I learned from that experience. Just because kids reach a certain age does not mean that I should automatically push them into the deep end of a social life. Not that this is the case for everyone. I know lots of kids that are involved in multiple activities and commitments and they love every minute of it. But for Bean, it was a little much.
Since then, I have really not signed either of my kids up for much. Bean was in choir at our church still, but that was on Sunday mornings during Sunday School, so there was no other obligation there. Both are in swimming lessons, but that just started a couple weeks ago.
Sometimes I hear other parents talking about tee ball practice and little league football and ballet lessons and soccer games, and I momentarily panic, thinking that I am robbing my children of all these memories. I get this frantic feeling in the pit of my stomach and my mind starts to race with thoughts like, “Why aren’t MY kids doing that? Where can I sign them up? When did the season start? How did I not know EVERYONE was doing this except us?”
But then I take a deep breath and remind myself that my kids are three and four years old. If they haven’t started organized sports yet, I’m pretty sure there is still time before they go off to college.
This summer, Bean is old enough to participate in a few different drop-off camp programs around our neighborhood. Chris and I are eager for him to do some of those because we are hoping he’ll meet some kids he will be in school with in the fall. He’s doing VBS at our church, plus an imagination camp at our church. He’s also doing a Llama Llama themed “preparing for kindergarten” camp a little closer to the fall. All of the camps are one week only and meet from 9:00 until noon, and I figure three weeks out of nine in the summer is a pretty good ratio for involvement and hanging with me.
(By the way, these are their pirate faces… they aren’t mad…)
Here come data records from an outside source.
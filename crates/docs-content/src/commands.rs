//! Everyday production commands.

use docs_model::{
    Block, Callout, HeaderStyle, Inline, Page, PageHeader, PhpVersion, Route, Section,
    SectionVariant, Table, Tone,
};

use crate::variants::{QuickReference, VersionContent};

fn step(number: u8, text: &str) -> Block {
    Block::Paragraph(vec![
        Inline::strong(format!("Step {number}:")),
        Inline::text(format!(" {text}")),
    ])
}

pub fn commands_page(version: PhpVersion) -> Page {
    let content = VersionContent::for_version(version);
    Page::new(
        Route::Commands,
        "Useful Commands | Laravel Server Deployment Guide",
        "Essential Laravel production commands for database management, cache clearing, and deployment verification.",
    )
    .with_header(
        PageHeader::new(
            HeaderStyle::Banner,
            "Useful Commands",
            "Quick reference for common Laravel production server commands.",
        )
        .with_icon("refresh-cw")
        .with_notice(vec![
            Inline::text("Showing commands for "),
            Inline::strong(format!("PHP {version}")),
            Inline::text(". Commands are version-specific."),
        ]),
    )
    .with_sections(vec![
        database_reset(),
        cache_clearing(&content),
        verification(),
        quick_reference(version, &content.quick_reference),
    ])
}

fn database_reset() -> Section {
    Section::new("database-reset", "Database Reset & Fresh Seed")
        .nav_label("Database Reset")
        .icon("database")
        .variant(SectionVariant::Info)
        .blocks(vec![
            Block::Callout(Callout::new(
                Tone::Warning,
                Some("Warning"),
                vec![Block::text(
                    "This will delete all data in your database. Use with caution in production!",
                )],
            )),
            step(1, "Enter MySQL and drop the database:"),
            Block::code_in(
                "sql",
                "sudo mysql\n\nDROP DATABASE your_database_name;\n\nCREATE DATABASE your_database_name\n  CHARACTER SET utf8mb4\n  COLLATE utf8mb4_unicode_ci;\n\nEXIT;",
            ),
            step(2, "Run migrations and seeders:"),
            Block::code("php artisan migrate --force\nphp artisan db:seed --force"),
            step(3, "If using Passport, recreate the client:"),
            Block::code("php artisan passport:client --personal --provider=users"),
        ])
}

fn cache_clearing(content: &VersionContent) -> Section {
    Section::new("cache-clearing", "Clear & Rebuild Caches")
        .nav_label("Cache Clearing")
        .icon("trash-2")
        .variant(SectionVariant::Info)
        .blocks(vec![
            Block::Callout(Callout::new(
                Tone::Info,
                Some("When to use"),
                vec![Block::text(
                    "Run these commands after deploying updates to your application.",
                )],
            )),
            step(1, "Run specific seeders (if needed):"),
            Block::code(
                "php artisan db:seed --class=CountrySeeder --force\nphp artisan db:seed --class=CategorySeeder --force\nphp artisan db:seed --class=UserSeeder --force",
            ),
            step(2, "Clear all caches:"),
            Block::code("php artisan optimize:clear"),
            step(3, "Rebuild production caches:"),
            Block::code("php artisan config:cache\nphp artisan route:cache\nphp artisan view:cache"),
            step(4, &format!("Restart services (PHP {}):", content.version)),
            Block::code(content.cache_rebuild.clone()),
        ])
}

fn verification() -> Section {
    Section::new("verification", "Verify Everything Works")
        .nav_label("Verification")
        .icon("check-circle")
        .blocks(vec![
            Block::text("Check routes are registered:"),
            Block::code("php artisan route:list | grep api/auth"),
            Block::text("Test login endpoint:"),
            Block::code(
                "curl -X POST https://yourdomain.com/api/auth/login \\\n  -H \"Accept: application/json\" \\\n  -H \"Content-Type: application/json\" \\\n  -d '{\"email\":\"test@example.com\",\"password\":\"your_password\"}'",
            ),
            Block::text("Check Laravel logs for errors:"),
            Block::code("tail -f storage/logs/laravel.log"),
            Block::text("Check Nginx error logs:"),
            Block::code("sudo tail -f /var/log/nginx/error.log"),
        ])
}

fn quick_reference(version: PhpVersion, rows: &[QuickReference]) -> Section {
    Section::new("quick-reference", format!("Quick Reference (PHP {version})"))
        .nav_label("Quick Reference")
        .icon("refresh-cw")
        .blocks(vec![Block::Table(Table {
            headers: vec!["Command".to_string(), "Description".to_string()],
            rows: rows
                .iter()
                .map(|row| {
                    vec![
                        vec![Inline::code(row.command.clone())],
                        vec![Inline::text(row.description)],
                    ]
                })
                .collect(),
        })])
}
In the fall, we are going to let Bean play tee ball. He started asking this past spring and still mentions it whenever we drive past the softball fields near our house. I think he’s ready to be part of a team. And I’ve thought about signing Gracie up for ballet lessons then, too. Though, my gut tells me it’s too soon for her, but we’ll see how my gut feels when fall rolls around.
This part of parenthood sort of surprises me about myself, actually. I figured I would be a pusher parent. One of those who wanted and insisted their kids were involved in everything they could get their hands on. Mostly, I assumed I would be that kind of parent because that’s the kind of person that I am. I like to be involved, and if you tell me there’s something to join, I’m probably going to try to join it. And then be active. And then lead it. Chris says it’s a disease I have. I say I’m just very involved.
When it comes to parenting, though, I have been pleasantly surprised to find that what I covet for my children is a strong family life first. And it’s not that valuing family is a surprise to me. It’s that I’m choosing to exercise that value through being very choosy about what and when my kids are involved in things.
I know they will grow up, and as they do, I hope their schedules fill up, too. I want my kids to be active and involved as they grow. I want them to learn how to manage their time and work hard for something and to be part of a team. I want them to take pride in accomplishments that are separate and distinct from Chris and me. I want to sit on sidelines and wear tee shirts that say, “MICHAEL’S MOM” or “GRACIE’S GROUPIES.” I want Friday nights at Cub Scouts and Saturday mornings at swim meets or ballfields. Or both. Chris and I are so excited about all of those things to come.
But in our house, and for our family, those things can wait just a little bit until my kids are ready. Sometimes that means I worry that I a missing opportunities for them. But more often than not, I think my three and four-year-old are happier just swimming in our pool (or sitting in their water table?) than wearing a team jersey. And that is completely fine with me.